#### PROBLEM TO SOLVE
Write out exactly the lines below that run from the one containing "Read stdin on" through the one containing "Translate Ctrl-C into", both included, with no other lines.

#### INFORMATION SHOWN

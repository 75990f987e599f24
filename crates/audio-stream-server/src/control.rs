//! Operator controls: `q` on stdin and Ctrl-C both stop the server.

use std::io::BufRead;

use anyhow::{Context, Result};
use crossbeam_channel::Sender;

use crate::manager::Control;

/// Read stdin on a background thread and send [`Control::Quit`] when the operator enters `q`.
///
/// The thread exits on quit or when stdin closes; a closed stdin does not stop the server.
pub fn spawn_operator_input(control: Sender<Control>) -> Result<()> {
    std::thread::Builder::new()
        .name("operator-input".into())
        .spawn(move || {
            let stdin = std::io::stdin();
            watch_for_quit(stdin.lock(), &control);
        })
        .context("spawn operator input thread")?;
    Ok(())
}

/// Translate Ctrl-C into a graceful [`Control::Quit`].
pub fn install_interrupt_handler(control: Sender<Control>) -> Result<()> {
    ctrlc::set_handler(move || {
        tracing::info!("interrupt received");
        let _ = control.send(Control::Quit);
    })
    .context("install Ctrl-C handler")
}

fn watch_for_quit(input: impl BufRead, control: &Sender<Control>) {
    for line in input.lines() {
        let Ok(line) = line else {
            break;
        };
        if is_quit(&line) {
            let _ = control.send(Control::Quit);
            return;
        }
        if !line.trim().is_empty() {
            tracing::info!("press q then enter to stop the server");
        }
    }
    tracing::debug!("operator input closed");
}

fn is_quit(line: &str) -> bool {
    line.trim().eq_ignore_ascii_case("q")
}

#### RESULT OF THE EXERCISE
/// Read stdin on a background thread and send [`Control::Quit`] when the operator enters `q`.
///
/// The thread exits on quit or when stdin closes; a closed stdin does not stop the server.
pub fn spawn_operator_input(control: Sender<Control>) -> Result<()> {
    std::thread::Builder::new()
        .name("operator-input".into())
        .spawn(move || {
            let stdin = std::io::stdin();
            watch_for_quit(stdin.lock(), &control);
        })
        .context("spawn operator input thread")?;
    Ok(())
}

/// Translate Ctrl-C into a graceful [`Control::Quit`].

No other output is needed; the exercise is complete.